Records supplied:
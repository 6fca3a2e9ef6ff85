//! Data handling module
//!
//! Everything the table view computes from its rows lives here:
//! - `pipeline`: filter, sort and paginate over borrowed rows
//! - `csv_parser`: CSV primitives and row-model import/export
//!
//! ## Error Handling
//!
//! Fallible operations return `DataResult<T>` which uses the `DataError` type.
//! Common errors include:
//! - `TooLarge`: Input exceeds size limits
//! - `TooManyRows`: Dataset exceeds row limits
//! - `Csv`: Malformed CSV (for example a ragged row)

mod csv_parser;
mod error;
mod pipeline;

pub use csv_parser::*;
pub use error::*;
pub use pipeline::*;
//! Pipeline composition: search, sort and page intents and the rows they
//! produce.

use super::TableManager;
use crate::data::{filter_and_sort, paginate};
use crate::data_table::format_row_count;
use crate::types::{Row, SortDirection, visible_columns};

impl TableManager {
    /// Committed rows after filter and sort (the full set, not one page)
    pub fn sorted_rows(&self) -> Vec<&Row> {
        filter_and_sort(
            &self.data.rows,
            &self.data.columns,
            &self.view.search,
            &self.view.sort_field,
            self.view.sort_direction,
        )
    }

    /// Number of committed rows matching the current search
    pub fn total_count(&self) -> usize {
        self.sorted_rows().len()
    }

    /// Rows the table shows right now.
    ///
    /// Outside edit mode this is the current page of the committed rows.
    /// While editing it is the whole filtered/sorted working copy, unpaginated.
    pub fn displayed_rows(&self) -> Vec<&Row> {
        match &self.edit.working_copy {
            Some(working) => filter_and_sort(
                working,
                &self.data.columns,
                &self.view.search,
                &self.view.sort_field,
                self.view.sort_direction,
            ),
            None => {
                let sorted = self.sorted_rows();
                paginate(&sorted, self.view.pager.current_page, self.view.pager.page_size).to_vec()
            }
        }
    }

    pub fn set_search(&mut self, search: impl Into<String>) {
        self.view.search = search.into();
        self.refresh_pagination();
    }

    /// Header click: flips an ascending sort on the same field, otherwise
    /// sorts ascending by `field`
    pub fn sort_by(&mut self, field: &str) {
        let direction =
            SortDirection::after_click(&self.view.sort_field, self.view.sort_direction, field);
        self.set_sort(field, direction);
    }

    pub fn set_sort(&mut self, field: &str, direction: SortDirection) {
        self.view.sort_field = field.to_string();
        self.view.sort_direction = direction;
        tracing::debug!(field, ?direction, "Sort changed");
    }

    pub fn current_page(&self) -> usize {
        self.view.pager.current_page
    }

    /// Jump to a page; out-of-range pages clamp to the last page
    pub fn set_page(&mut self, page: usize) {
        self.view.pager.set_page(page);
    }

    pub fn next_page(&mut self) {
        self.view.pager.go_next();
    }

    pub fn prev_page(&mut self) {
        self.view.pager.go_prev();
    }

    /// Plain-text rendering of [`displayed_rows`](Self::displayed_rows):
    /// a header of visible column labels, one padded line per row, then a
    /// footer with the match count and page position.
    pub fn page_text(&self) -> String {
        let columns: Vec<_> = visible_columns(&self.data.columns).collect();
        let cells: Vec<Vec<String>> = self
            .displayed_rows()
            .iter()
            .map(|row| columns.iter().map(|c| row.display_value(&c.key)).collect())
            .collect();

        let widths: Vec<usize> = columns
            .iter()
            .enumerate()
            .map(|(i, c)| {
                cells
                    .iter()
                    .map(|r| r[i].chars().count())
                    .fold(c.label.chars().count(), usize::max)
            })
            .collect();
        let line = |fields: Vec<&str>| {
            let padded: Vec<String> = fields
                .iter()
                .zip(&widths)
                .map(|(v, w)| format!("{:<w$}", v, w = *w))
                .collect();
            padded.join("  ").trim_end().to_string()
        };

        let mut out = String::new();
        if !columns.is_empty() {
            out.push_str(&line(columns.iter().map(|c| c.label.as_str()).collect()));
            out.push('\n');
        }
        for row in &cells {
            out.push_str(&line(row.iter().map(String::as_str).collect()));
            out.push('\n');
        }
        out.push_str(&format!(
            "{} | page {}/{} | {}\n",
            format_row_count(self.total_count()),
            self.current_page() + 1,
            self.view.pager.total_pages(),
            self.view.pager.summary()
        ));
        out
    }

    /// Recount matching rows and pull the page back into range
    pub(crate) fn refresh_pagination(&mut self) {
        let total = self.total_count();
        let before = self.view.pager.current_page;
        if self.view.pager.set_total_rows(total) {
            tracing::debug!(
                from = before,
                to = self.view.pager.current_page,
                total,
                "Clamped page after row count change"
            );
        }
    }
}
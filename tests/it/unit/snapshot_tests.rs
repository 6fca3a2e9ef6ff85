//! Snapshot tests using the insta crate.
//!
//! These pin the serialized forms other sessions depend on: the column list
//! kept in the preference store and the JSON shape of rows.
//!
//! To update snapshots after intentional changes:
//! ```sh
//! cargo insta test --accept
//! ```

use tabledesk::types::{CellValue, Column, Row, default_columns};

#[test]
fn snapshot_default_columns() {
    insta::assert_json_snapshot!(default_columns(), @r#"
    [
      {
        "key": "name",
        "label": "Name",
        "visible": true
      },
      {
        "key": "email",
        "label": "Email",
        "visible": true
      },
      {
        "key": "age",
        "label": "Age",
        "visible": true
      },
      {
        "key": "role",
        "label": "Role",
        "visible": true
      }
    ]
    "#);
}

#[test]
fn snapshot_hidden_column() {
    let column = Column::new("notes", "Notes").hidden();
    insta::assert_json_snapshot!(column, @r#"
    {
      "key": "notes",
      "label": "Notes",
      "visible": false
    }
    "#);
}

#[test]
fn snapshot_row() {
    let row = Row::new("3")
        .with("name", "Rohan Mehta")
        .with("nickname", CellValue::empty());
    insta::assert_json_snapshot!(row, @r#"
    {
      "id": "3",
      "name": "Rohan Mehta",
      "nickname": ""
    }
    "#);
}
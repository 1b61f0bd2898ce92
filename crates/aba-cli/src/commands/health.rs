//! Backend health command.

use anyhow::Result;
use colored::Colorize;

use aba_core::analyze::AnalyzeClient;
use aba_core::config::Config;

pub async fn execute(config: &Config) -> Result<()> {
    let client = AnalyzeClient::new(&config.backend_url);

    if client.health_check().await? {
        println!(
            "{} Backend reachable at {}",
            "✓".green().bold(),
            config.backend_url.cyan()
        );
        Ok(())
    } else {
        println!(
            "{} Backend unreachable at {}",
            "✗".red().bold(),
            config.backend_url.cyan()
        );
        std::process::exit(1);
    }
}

Exercise objective:
Pull each line holding "debug" out of the listing.

Task solution:
        tracing::debug!(field, ?direction, "Sort changed");
            tracing::debug!(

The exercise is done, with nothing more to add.